Of them all, the Alps 2 Ocean Cycle Trail, the largest continuous cycle trail in the country, really is a fishing asset. It consists of nine sections, is 306km long and travels through some of the South Island’s best fishing destinations. Starting alternatively at the base of Mount Cook or at Lake Tekapo, cyclists will travel between mountains, around lakes, across plains and down valleys all the way to the sea. Should you start from Lake Tekapo, you will firstly travel down the Tekapo Canal (with its monster fish) to Lake Pukaki. The alternative tracks join up at Pukaki and all riders then visit Lake Ohau and portions of the Ohau Canals before entering the Waitakere Valley at Omarama. You will then travel past Lakes Benmore, Aviemore and Waitaki before following the Waitaki River down to Duntroon. Riders leave the Waitaki River here and travel down to the sea at Oamaru. This route is full of fishing options and I am sure angler cyclists will appreciate the fishing bonanza made available by the trail. Fish and Game CSI have made particular mention of how the trail has recently accessed some quality shallow water bays in Lake Benmore and Lake Waitaki. The fish species available along this trail are rainbow and brown trout and salmon.
Two salmon taken from the Ohau Canals.
Another big development anglers will utilise is underway in Central Otago. It is the building of the Cromwell to Clyde trail which travels through the Cromwell Gorge along the side of Lake Dunstan.
Once completed, the trail will form part of the 536kms of new trails connecting Cromwell to other Central Otago, Queenstown and Wanaka trails. This track is on the inaccessible side of the lake and includes six challenging bolt on bluff bridges with a total length of 360m and one suspension bridge. Lake Dunstan is home to rainbow and brown trout and some landlocked salmon. When the final project is complete, Upper Clutha and Lake Dunstan access will get even better for bike anglers.

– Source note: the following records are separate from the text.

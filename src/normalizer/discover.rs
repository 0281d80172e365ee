use super::error::NormalizeError;
use crate::scenario::NativeMatch;
use std::path::{Path, PathBuf};
use walkdir::WalkDir;

/// 디렉터리를 재귀 탐색해 네이티브 시나리오 파일 목록을 모은다.
///
/// 디렉터리마다 파일명 순으로 정렬해 탐색하므로 결과 순서가 실행마다 같다.
/// 디렉터리가 없으면 빈 목록을 반환한다.
///
/// # 인자
/// - `directory`: 탐색을 시작할 변환 결과 디렉터리
/// - `policy`: 파일명 매칭 기준
pub fn discover_native_files(
    directory: &Path,
    policy: NativeMatch,
) -> Result<Vec<PathBuf>, NormalizeError> {
    if !directory.exists() {
        return Ok(Vec::new());
    }
    let mut found = Vec::new();
    for entry in WalkDir::new(directory).sort_by_file_name() {
        let entry = entry?;
        if entry.file_type().is_dir() {
            continue;
        }
        if policy.matches(&entry.file_name().to_string_lossy()) {
            found.push(entry.into_path());
        }
    }
    Ok(found)
}
/// 시나리오 정규화 중 발생 가능한 오류를 표현한다.
#[derive(Debug, thiserror::Error)]
pub enum NormalizeError {
    /// 세 입력 목록의 길이가 서로 다른 경우이다.
    #[error(
        "입력 목록 길이가 일치하지 않습니다: scenarios={scenarios}, expects={expects}, step_times={step_times}"
    )]
    LengthMismatch {
        scenarios: usize,
        expects: usize,
        step_times: usize,
    },
    /// 변환기에서 올라온 오류이다.
    #[error(transparent)]
    Convert(anyhow::Error),
    /// 변환 결과 디렉터리 탐색 중 발생한 오류이다.
    #[error("변환 결과 탐색 실패: {0}")]
    Scan(#[from] walkdir::Error),
}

Near Clyde, an underpass tunnel (complete with murals) goes under State Highway 8 and at this point cyclists will start the Otago Central Rail Trail. This trail accesses the ‘off the beaten path’ Manuherikia River and Taieri River fisheries as it travels some 152km through gorges, plains and valleys to Middlemarch. The impressive viaducts and tunnels near Poolburn deserve special mention. The fish species available are brown trout and the occasional rainbow trout and perch. This is willow grub country.

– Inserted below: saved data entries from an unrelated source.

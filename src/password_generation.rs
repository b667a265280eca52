//! Utilities for generating passwords.

use rand::{CryptoRng, RngCore};

use crate::{GenerationError, GenerationErrorRepr, Secret};

/// Build a password of `len` characters, each drawn from `alphabet` with `rng`.
///
/// Every character is an independent, uniform draw from `alphabet`; repeats are allowed, and a
/// character that appears twice in `alphabet` is twice as likely to be picked.
///
/// Errors from `rng` are returned rather than papered over. `rand`'s own `Uniform` sampler goes
/// through the infallible `next_u64`, which panics when `OsRng` can't reach the OS, so indices
/// are drawn by `sample_index` instead.
pub fn generate_random_password<R>(
    rng: &mut R,
    alphabet: &[char],
    len: usize,
) -> Result<Secret, GenerationError>
where
    R: RngCore + CryptoRng,
{
    if alphabet.is_empty() {
        return Err(GenerationErrorRepr::EmptyAlphabet.into());
    }
    log::debug!(
        "sampling {} characters from an alphabet of {}",
        len,
        alphabet.len()
    );

    let mut secret = Secret(String::new());
    for _ in 0..len {
        let idx = sample_index(rng, alphabet.len()).map_err(GenerationErrorRepr::EntropySource)?;
        secret.0.push(alphabet[idx]);
    }
    Ok(secret)
}

/// Draw an index uniformly from `0..bound`.
///
/// 64-bit words in the top `2^64 mod bound` values are rejected and redrawn, so that the
/// accepted range is an exact multiple of `bound` and `% bound` is unbiased.
pub(crate) fn sample_index<R>(rng: &mut R, bound: usize) -> Result<usize, rand::Error>
where
    R: RngCore + ?Sized,
{
    assert!(bound > 0, "cannot sample from an empty range");
    let bound = bound as u64;
    let rem = (u64::MAX % bound + 1) % bound;
    let zone = u64::MAX - rem;
    loop {
        let mut buf = [0u8; 8];
        rng.try_fill_bytes(&mut buf)?;
        let word = u64::from_le_bytes(buf);
        if word <= zone {
            return Ok((word % bound) as usize);
        }
        log::trace!("rejected out-of-zone draw for bound {}", bound);
    }
}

A Taieri River trout. The Taieri is accessible from the Otago Central Rail Trail.
Lake Roxburgh can also be accessed at Alexandra and a stunning trail heads into the Roxburgh Gorge towards the town of Roxburgh. Cyclists often see the resident bush falcon, and the towering cliffs here are like a Western film set. At present, this trail has a gap in the middle that requires cycle boat portage but I am sure in time that this issue will be resolved.
The Roxburgh Gorge Trail takes you through some beautiful country.
Anglers wanting to fish the Clutha River lower down between Roxburgh and Lawrence can cycle the 73km Clutha Gold Trail. The river runs fast here but occasionally there are slower backwaters and places where tributaries feed into the river. There are plans to extend this trail section even further to Lake Waihola. The mid Clutha River is primarily a brown trout fishery though some sea run salmon travel up as far as the Roxburgh Dam.
From a logistical point of view the various trails and sections are easy to join or exit at any point as there are plenty of spots where trails cross roads or run alongside them. A vehicle with a bike rack is an ideal combo. Pick your fishing spot, park your truck and then ride to the spot for some fishing. Fitness is obviously a plus, but e-bikes help out here. The trails mentioned above are very popular so accommodation is available all along the trails.
It goes without saying that you need to pick your bike wisely. You are mainly off-road so wide, well-treaded mountain bike tyres, a repair kit and a comfortable seat are important. You also want a bike that has plenty of places to hang things on. You want to travel light and smart, so make that phrase your mantra when packing clothing, food, drink and fishing gear. Multi-purpose riding/wading boots are handy, as is a bike lock.
Rods that break down into several pieces are easier to transport. I have a four piece spinning rod and a four piece fly rod. If pushed, I would take just the spinning rod and a handful of trusted lures, plus a couple of bubbles to use with a few dry flies, streamers and nymphs. I once made the mistake of carrying my rod in my hand with the reel attached. The track vibration saw the reel handle unravel and drop off somewhere. A lesson learned the hard way. Think outside the square.